Task data section start

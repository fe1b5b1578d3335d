//! Connection supervisor.
//!
//! [`Agent::run`] keeps exactly one session alive. A session opens the four
//! tunnel streams under one [`TaskGroup`]: the first stream to end takes the
//! others down with it, the supervisor logs why and reconnects after a fixed
//! pause. Only cancellation of the root token stops the loop.
//!
//! ```text
//!  Agent::run ──► run_session ──► TaskGroup
//!       ▲                           ├── command   (run_command_tunnel)
//!       │                           ├── events    (run_event_forwarder)
//!       │                           ├── logs      (StreamRelay<LogLine>)
//!       │                           └── notifications (StreamRelay<Notification>)
//!       └──── sleep(reconnect_delay) ◄── first error
//! ```

use std::sync::atomic::Ordering;
use std::sync::Arc;

use axum::Router;
use tokio_util::sync::CancellationToken;
use tracing::{info, warn};

use super::command::run_command_tunnel;
use super::connector::{ControlPlaneConnector, TunnelKind};
use super::events::{run_event_forwarder, EventReceiver};
use super::group::TaskGroup;
use super::protocol::{FramePayload, LogLine, Notification};
use super::relay::{PushSource, RelayOptions, StreamRelay};
use super::TunnelTimeouts;
use crate::config::{Config, ControlPlaneConfig, TunnelConfig};
use crate::error::TunnelError;
use crate::state::{AgentStatus, ConnectionEventType};

pub struct Agent {
    control_plane: ControlPlaneConfig,
    tunnel: TunnelConfig,
    handler: Router,
    events: EventReceiver,
    logs: Arc<dyn PushSource<LogLine>>,
    notifications: Arc<dyn PushSource<Notification>>,
    status: Arc<AgentStatus>,
}

impl Agent {
    pub fn new(
        config: &Config,
        handler: Router,
        events: EventReceiver,
        logs: Arc<dyn PushSource<LogLine>>,
        notifications: Arc<dyn PushSource<Notification>>,
    ) -> Self {
        Self {
            control_plane: config.control_plane.clone(),
            tunnel: config.tunnel.clone(),
            handler,
            events,
            logs,
            notifications,
            status: Arc::new(AgentStatus::new()),
        }
    }

    /// Share an existing status record (e.g. one the local handler reports).
    #[must_use]
    pub fn with_status(mut self, status: Arc<AgentStatus>) -> Self {
        self.status = status;
        self
    }

    pub fn status(&self) -> Arc<AgentStatus> {
        self.status.clone()
    }

    /// Supervise sessions until `cancel` fires. Always returns
    /// [`TunnelError::Cancelled`].
    pub async fn run(&self, cancel: CancellationToken) -> Result<(), TunnelError> {
        let delay = self.tunnel.reconnect_delay();
        loop {
            if cancel.is_cancelled() {
                return Err(TunnelError::Cancelled);
            }

            let result = self.run_session(&cancel).await;
            self.status.connected.store(false, Ordering::Relaxed);

            if cancel.is_cancelled() {
                info!("agent stopped");
                return Err(TunnelError::Cancelled);
            }

            let detail = match &result {
                Ok(()) => "session ended".to_string(),
                Err(e) => e.to_string(),
            };
            match &result {
                Ok(()) => info!(delay_secs = delay.as_secs(), "agent session ended, reconnecting"),
                Err(e) => warn!(
                    error = %e,
                    delay_secs = delay.as_secs(),
                    "agent connection failed, reconnecting"
                ),
            }
            self.status
                .push_event(ConnectionEventType::Disconnected, detail)
                .await;

            tokio::select! {
                () = cancel.cancelled() => {
                    info!("agent stopped");
                    return Err(TunnelError::Cancelled);
                }
                () = tokio::time::sleep(delay) => {}
            }

            self.status.reconnects.fetch_add(1, Ordering::Relaxed);
            self.status
                .push_event(ConnectionEventType::ReconnectAttempt, String::new())
                .await;
        }
    }

    /// One session: all four streams, fate-shared. Returns the first
    /// stream's error.
    pub async fn run_session(&self, cancel: &CancellationToken) -> Result<(), TunnelError> {
        let session = AgentSession::start(self, cancel)?;
        session.wait().await
    }
}

/// The live set of tunnels between two reconnects.
pub struct AgentSession {
    connector: Arc<ControlPlaneConnector>,
    group: TaskGroup,
}

impl AgentSession {
    fn start(agent: &Agent, cancel: &CancellationToken) -> Result<Self, TunnelError> {
        let connector = Arc::new(ControlPlaneConnector::from_config(&agent.control_plane)?);
        let timeouts = TunnelTimeouts::from_config(&agent.tunnel);
        let mut group = TaskGroup::new(cancel);

        {
            let connector = connector.clone();
            let handler = agent.handler.clone();
            let status = agent.status.clone();
            let token = group.token();
            group.spawn("command", async move {
                let stream = connector.open(TunnelKind::Command, &token).await?;
                status.connected.store(true, Ordering::Relaxed);
                status
                    .push_event(ConnectionEventType::Connected, connector.url_for(TunnelKind::Command))
                    .await;
                run_command_tunnel(stream, handler, timeouts, token).await
            });
        }

        {
            let connector = connector.clone();
            let events = agent.events.clone();
            let interval = agent.tunnel.healthcheck_interval();
            let token = group.token();
            group.spawn("events", async move {
                let stream = connector.open(TunnelKind::Events, &token).await?;
                run_event_forwarder(stream, events, interval, timeouts.send, token).await
            });
        }

        {
            let relay = StreamRelay::new(
                "logs",
                agent.logs.clone(),
                RelayOptions::from_config(&agent.tunnel, agent.tunnel.log_stream_workers, "pod logs"),
            );
            spawn_relay(&mut group, &connector, TunnelKind::Logs, relay);
        }

        {
            let relay = StreamRelay::new(
                "notifications",
                agent.notifications.clone(),
                RelayOptions::from_config(
                    &agent.tunnel,
                    agent.tunnel.notifications_workers,
                    "workflow notifications",
                ),
            );
            spawn_relay(&mut group, &connector, TunnelKind::Notifications, relay);
        }

        Ok(Self { connector, group })
    }

    pub fn connector(&self) -> &ControlPlaneConnector {
        &self.connector
    }

    /// Wait for the first stream to end and the rest to unwind.
    pub async fn wait(self) -> Result<(), TunnelError> {
        self.group.wait().await
    }
}

fn spawn_relay<P>(
    group: &mut TaskGroup,
    connector: &Arc<ControlPlaneConnector>,
    kind: TunnelKind,
    relay: StreamRelay<P>,
) where
    P: FramePayload,
{
    let connector = connector.clone();
    let token = group.token();
    group.spawn(kind.as_str(), async move {
        let stream = connector.open(kind, &token).await?;
        relay.run(stream, token).await
    });
}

Task data section end

## What you have to do:
Find every line in the records that has the word "reconnecting". Copy those lines.

## Answer space:
                Ok(()) => info!(delay_secs = delay.as_secs(), "agent session ended, reconnecting"),
                    "agent connection failed, reconnecting"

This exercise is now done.